Define a configuration bean for the SageMaker Runtime client.

package com.example.ai.config;

import org.springframework.context.annotation.Bean;
import org.springframework.context.annotation.Configuration;
import software.amazon.awssdk.regions.Region;
import software.amazon.awssdk.services.sagemakerruntime.SageMakerRuntimeClient;

@Configuration
public class AwsSageMakerConfig {

    @Bean
    public SageMakerRuntimeClient sageMakerRuntimeClient() {
        return SageMakerRuntimeClient.builder()
                .region(Region.US_EAST_1)
                .build();
    }
}

2. SageMaker Service Implementation

This service sends a CSV or JSON payload to a hosted SageMaker endpoint and processes the prediction output.

package com.example.ai.service;

import org.springframework.stereotype.Service;
import software.amazon.awssdk.core.SdkBytes;
import software.amazon.awssdk.services.sagemakerruntime.SageMakerRuntimeClient;
import software.amazon.awssdk.services.sagemakerruntime.model.InvokeEndpointRequest;
import software.amazon.awssdk.services.sagemakerruntime.model.InvokeEndpointResponse;

@Service
public class SageMakerService {

    private final SageMakerRuntimeClient sageMakerClient;

    public SageMakerService(SageMakerRuntimeClient sageMakerClient) {
        this.sageMakerClient = sageMakerClient;
    }

    public String predict(String endpointName, String csvData) {
        try {
            InvokeEndpointRequest request = InvokeEndpointRequest.builder()
                    .endpointName(endpointName)
                    .contentType("text/csv")
                    .accept("text/csv")
                    .body(SdkBytes.fromUtf8String(csvData))
                    .build();

            InvokeEndpointResponse response = sageMakerClient.invokeEndpoint(request);
            return response.body().asUtf8String();
        } catch (Exception e) {
            throw new RuntimeException("Failed to invoke SageMaker endpoint", e);
        }
    }
}

Abstracting Integrations with the Spring AI Ecosystem

While the direct AWS SDK v2 clients provide fine-grained, low-level control over network handshakes and payload manipulation, you can also leverage high-level framework patterns.

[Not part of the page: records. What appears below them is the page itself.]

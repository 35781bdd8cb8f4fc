use async_trait::async_trait;
use chrono::NaiveDate;

use crate::db::models::{GameSnapshot, GoalEvent, Roster};
use crate::error::ApiResult;

/// Source of game data. `NhlClient` is the production implementation; the
/// loops only see this trait so they can be driven by canned data in tests.
#[async_trait]
pub trait ScoreFeed: Send + Sync {
    /// Every game on `date`, in upstream order.
    async fn fetch_schedule_and_scores(&self, date: NaiveDate) -> ApiResult<Vec<GameSnapshot>>;

    /// Scoring plays of one game, chronologically ordered.
    async fn fetch_play_by_play(&self, game_id: u64) -> ApiResult<Vec<GoalEvent>>;

    /// Player id to display name for both teams of one game.
    async fn fetch_roster(&self, game_id: u64) -> ApiResult<Roster>;

    /// Remaining season schedule for one team. Feeds the "upcoming" panel.
    async fn fetch_team_schedule(&self, team: &str) -> ApiResult<Vec<GameSnapshot>>;

    /// Human-readable name for logging.
    fn name(&self) -> &str;
}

Spring AI provides clean abstractions that shield your architecture from complex, vendor-specific configurations.

To learn how to manage model endpoints using generic application models, read our overview on Introduction to the Spring AI Framework. If you want to use these components to implement a production-grade multi-turn chat environment, read our guide on Managing Chat Memory and Conversational Context in Spring Boot.

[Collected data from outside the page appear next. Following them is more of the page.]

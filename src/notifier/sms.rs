use anyhow::{Context, Result};
use async_trait::async_trait;
use lettre::message::{header::ContentType, Mailbox};
use lettre::transport::smtp::authentication::Credentials;
use lettre::{AsyncSmtpTransport, AsyncTransport, Message, Tokio1Executor};
use std::time::Duration;
use tracing::info;

use crate::error::SendError;

/// Outbound channel for goal alerts.
#[async_trait]
pub trait Notifier: Send + Sync {
    /// Deliver one message. An `Err` means the caller must not consider the
    /// goal announced.
    async fn send(&self, message: &str) -> Result<(), SendError>;

    /// Human-readable name for logging.
    fn name(&self) -> &str;
}

/// Email-to-SMS through an authenticated SMTP relay (STARTTLS).
pub struct SmtpNotifier {
    transport: AsyncSmtpTransport<Tokio1Executor>,
    from: Mailbox,
    to: Mailbox,
}

impl SmtpNotifier {
    pub fn new(
        server: &str,
        port: u16,
        username: &str,
        password: &str,
        destination: &str,
        timeout: Duration,
    ) -> Result<Self> {
        let transport = AsyncSmtpTransport::<Tokio1Executor>::starttls_relay(server)
            .with_context(|| format!("Invalid SMTP relay '{}'", server))?
            .port(port)
            .credentials(Credentials::new(username.to_string(), password.to_string()))
            .timeout(Some(timeout))
            .build();
        let from = username
            .parse::<Mailbox>()
            .with_context(|| format!("SMTP username '{}' is not an email address", username))?;
        let to = destination
            .parse::<Mailbox>()
            .with_context(|| format!("Destination '{}' is not an email address", destination))?;
        Ok(SmtpNotifier { transport, from, to })
    }
}

/// Plain-text message with an empty subject, which carriers render as a bare SMS.
fn build_email(from: &Mailbox, to: &Mailbox, body: &str) -> Result<Message, SendError> {
    Message::builder()
        .from(from.clone())
        .to(to.clone())
        .subject("")
        .header(ContentType::TEXT_PLAIN)
        .body(body.to_string())
        .map_err(|e| SendError::new("smtp", e))
}

#[async_trait]
impl Notifier for SmtpNotifier {
    async fn send(&self, message: &str) -> Result<(), SendError> {
        let email = build_email(&self.from, &self.to, message)?;
        self.transport
            .send(email)
            .await
            .map_err(|e| SendError::new("smtp", e))?;
        info!("SMS sent to {}", self.to);
        Ok(())
    }

    fn name(&self) -> &str {
        "smtp"
    }
}

/// Dry-run channel: logs the alert instead of sending it.
pub struct LogNotifier;

#[async_trait]
impl Notifier for LogNotifier {
    async fn send(&self, message: &str) -> Result<(), SendError> {
        info!("🟡 DRY RUN alert:\n{}", message);
        Ok(())
    }

    fn name(&self) -> &str {
        "log"
    }
}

Context Enrichment and Vector Data Pathways

In production applications, simply calling a base foundation model like Claude often results in missing enterprise context. To resolve this, modern microservice designs rely on Retrieval-Augmented Generation (RAG) pipelines to augment input structures with real-time vector matches.

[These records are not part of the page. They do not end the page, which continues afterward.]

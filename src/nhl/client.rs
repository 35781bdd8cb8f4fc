use anyhow::{Context, Result};
use async_trait::async_trait;
use chrono::{DateTime, NaiveDate, Utc};
use reqwest::Client;
use serde_json::Value;
use std::time::Duration;
use tracing::debug;

use super::provider::ScoreFeed;
use crate::db::models::{GameSnapshot, GameState, GoalEvent, PeriodKind, Roster};
use crate::error::{ApiError, ApiResult};

pub const DEFAULT_BASE_URL: &str = "https://api-web.nhle.com/v1";

/// Client for the public NHL web API.
/// Docs (unofficial): <https://github.com/Zmalski/NHL-API-Reference>
#[derive(Clone)]
pub struct NhlClient {
    http: Client,
    base_url: String,
    /// Abbreviation used to flag `GameSnapshot::is_favorite`.
    favorite_team: String,
}

impl NhlClient {
    pub fn new(base_url: &str, favorite_team: &str, timeout: Duration) -> Result<Self> {
        let http = Client::builder()
            .user_agent(concat!("nhl-goal-watch/", env!("CARGO_PKG_VERSION")))
            .timeout(timeout)
            .build()
            .context("Failed to build HTTP client")?;
        Ok(NhlClient {
            http,
            base_url: base_url.trim_end_matches('/').to_string(),
            favorite_team: favorite_team.trim().to_uppercase(),
        })
    }

    async fn get_json(&self, url: &str) -> ApiResult<Value> {
        debug!("GET {}", url);
        let resp = self
            .http
            .get(url)
            .send()
            .await
            .map_err(|e| ApiError::network(url, e))?;

        if !resp.status().is_success() {
            return Err(ApiError::network(url, format!("HTTP {}", resp.status())));
        }

        resp.json::<Value>()
            .await
            .map_err(|e| ApiError::parse(url, e))
    }
}

#[async_trait]
impl ScoreFeed for NhlClient {
    fn name(&self) -> &str {
        "NHL web API"
    }

    async fn fetch_schedule_and_scores(&self, date: NaiveDate) -> ApiResult<Vec<GameSnapshot>> {
        let url = format!("{}/score/{}", self.base_url, date.format("%Y-%m-%d"));
        let raw = self.get_json(&url).await?;
        parse_games(&raw, &self.favorite_team).ok_or_else(|| ApiError::parse(&url, "missing `games` array"))
    }

    async fn fetch_play_by_play(&self, game_id: u64) -> ApiResult<Vec<GoalEvent>> {
        let url = format!("{}/gamecenter/{}/play-by-play", self.base_url, game_id);
        let raw = self.get_json(&url).await?;
        parse_goals(&raw, game_id).ok_or_else(|| ApiError::parse(&url, "missing `plays` array"))
    }

    async fn fetch_roster(&self, game_id: u64) -> ApiResult<Roster> {
        let url = format!("{}/gamecenter/{}/boxscore", self.base_url, game_id);
        let raw = self.get_json(&url).await?;
        parse_roster(&raw).ok_or_else(|| ApiError::parse(&url, "missing `playerByGameStats`"))
    }

    async fn fetch_team_schedule(&self, team: &str) -> ApiResult<Vec<GameSnapshot>> {
        let url = format!(
            "{}/club-schedule-season/{}/now",
            self.base_url,
            team.to_uppercase()
        );
        let raw = self.get_json(&url).await?;
        parse_games(&raw, &self.favorite_team).ok_or_else(|| ApiError::parse(&url, "missing `games` array"))
    }
}

/// Map the upstream `gameState` vocabulary onto ours.
pub fn state_from_code(code: &str) -> GameState {
    match code.to_uppercase().as_str() {
        "LIVE" | "CRIT" => GameState::Live,
        "OFF" | "FINAL" => GameState::Final,
        "FUT" | "PRE" => GameState::Scheduled,
        other => {
            debug!("Unknown gameState '{}', treating as scheduled", other);
            GameState::Scheduled
        }
    }
}

fn period_kind_from_code(code: &str) -> PeriodKind {
    match code {
        "OT" => PeriodKind::Overtime,
        "SO" => PeriodKind::Shootout,
        _ => PeriodKind::Regulation,
    }
}

fn as_u32(v: &Value) -> Option<u32> {
    v.as_u64().and_then(|n| u32::try_from(n).ok())
}

/// Parse a response carrying a top-level `games` array (score and club
/// schedule endpoints share the per-game shape). Malformed games are skipped;
/// `None` means the response itself had the wrong shape.
fn parse_games(raw: &Value, favorite: &str) -> Option<Vec<GameSnapshot>> {
    let games = raw.get("games")?.as_array()?;
    Some(games.iter().filter_map(|g| parse_game(g, favorite)).collect())
}

fn parse_game(g: &Value, favorite: &str) -> Option<GameSnapshot> {
    let game_id = g["id"].as_u64()?;
    let start_time = g["startTimeUTC"]
        .as_str()
        .and_then(|s| DateTime::parse_from_rfc3339(s).ok())
        .map(|dt| dt.with_timezone(&Utc));
    let Some(start_time) = start_time else {
        debug!("Skipping game {} without a usable startTimeUTC", game_id);
        return None;
    };

    let home_team = g["homeTeam"]["abbrev"].as_str().unwrap_or("TBD").to_string();
    let away_team = g["awayTeam"]["abbrev"].as_str().unwrap_or("TBD").to_string();
    let state = state_from_code(g["gameState"].as_str().unwrap_or("FUT"));

    let period = as_u32(&g["periodDescriptor"]["number"]).or_else(|| as_u32(&g["period"]));
    let period_kind = period_kind_from_code(
        g["periodDescriptor"]["periodType"].as_str().unwrap_or("REG"),
    );
    let time_remaining = g["clock"]["timeRemaining"].as_str().map(str::to_string);
    let in_intermission = g["clock"]["inIntermission"].as_bool().unwrap_or(false);

    let is_favorite = home_team.eq_ignore_ascii_case(favorite) || away_team.eq_ignore_ascii_case(favorite);

    Some(GameSnapshot {
        game_id,
        home_score: as_u32(&g["homeTeam"]["score"]).unwrap_or(0),
        away_score: as_u32(&g["awayTeam"]["score"]).unwrap_or(0),
        home_team,
        away_team,
        state,
        period,
        period_kind,
        time_remaining,
        in_intermission,
        start_time,
        is_favorite,
    })
}

/// Extract goal plays from a play-by-play document, sorted by
/// (period, time in period). Non-goal plays are discarded.
fn parse_goals(raw: &Value, game_id: u64) -> Option<Vec<GoalEvent>> {
    let plays = raw.get("plays")?.as_array()?;

    let home_id = raw["homeTeam"]["id"].as_u64();
    let away_id = raw["awayTeam"]["id"].as_u64();
    let home_team = raw["homeTeam"]["abbrev"].as_str().unwrap_or("TBD").to_string();
    let away_team = raw["awayTeam"]["abbrev"].as_str().unwrap_or("TBD").to_string();

    let mut goals: Vec<GoalEvent> = plays
        .iter()
        .filter(|p| p["typeDescKey"].as_str() == Some("goal"))
        .filter_map(|p| {
            let event_id = p["eventId"].as_u64()?;
            let details = &p["details"];
            let owner = details["eventOwnerTeamId"].as_u64();
            let scoring_team = if owner.is_some() && owner == home_id {
                home_team.clone()
            } else if owner.is_some() && owner == away_id {
                away_team.clone()
            } else {
                debug!("Goal {} in game {} has unknown owner {:?}", event_id, game_id, owner);
                "UNK".to_string()
            };

            let assist_ids = ["assist1PlayerId", "assist2PlayerId"]
                .iter()
                .filter_map(|key| details[*key].as_u64())
                .collect();

            Some(GoalEvent {
                game_id,
                event_id,
                scoring_team,
                period: as_u32(&p["periodDescriptor"]["number"]).unwrap_or(0),
                time_in_period: p["timeInPeriod"].as_str().unwrap_or("??:??").to_string(),
                scorer_id: details["scoringPlayerId"].as_u64(),
                assist_ids,
                home_team: home_team.clone(),
                away_team: away_team.clone(),
                home_score: as_u32(&details["homeScore"]).unwrap_or(0),
                away_score: as_u32(&details["awayScore"]).unwrap_or(0),
            })
        })
        .collect();

    goals.sort_by(|a, b| {
        (a.period, a.time_in_period.as_str()).cmp(&(b.period, b.time_in_period.as_str()))
    });
    Some(goals)
}

fn parse_roster(raw: &Value) -> Option<Roster> {
    let stats = raw.get("playerByGameStats")?;
    let mut roster = Roster::new();
    for side in ["awayTeam", "homeTeam"] {
        for group in ["forwards", "defense", "goalies"] {
            let Some(players) = stats[side][group].as_array() else {
                continue;
            };
            for p in players {
                let (Some(id), Some(name)) = (p["playerId"].as_u64(), p["name"]["default"].as_str()) else {
                    continue;
                };
                roster.insert(id, name.trim().to_string());
            }
        }
    }
    Some(roster)
}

To understand how to convert raw database content into mathematical vectors, see Understanding Vector Databases and Embeddings in Java. Once you have structured your vector database layers, implement clean contextual workflows by reading Implementing RAG with Spring AI.

Containerization, Cluster Deployment, and Scaling

Once your Spring Boot application can interact with AWS AI runtimes, you need to package and deploy it to an enterprise-grade execution platform like Kubernetes.

Learn how to safely wrap your binary into thin, optimized runtimes by exploring Containerizing AI-Enabled Java Applications with Docker. To launch these containers into a production-ready cloud architecture, review Deploying AI Java Microservices to Kubernetes.

If your workload needs to process decoupling streams asynchronously via messaging backplanes, make sure to configure your consumer loops according to Asynchronous AI Processing with Spring Boot and Kafka.

For applications deployed specifically within managed AWS environments, follow our deployment playbook at Deploying Java AI Microservices on AWS EKS. If your pods execute inference locally using deep native weights rather than serverless endpoints, monitor and optimize your hardware profiles using Kubernetes Scaling and GPU Resources for AI Workloads.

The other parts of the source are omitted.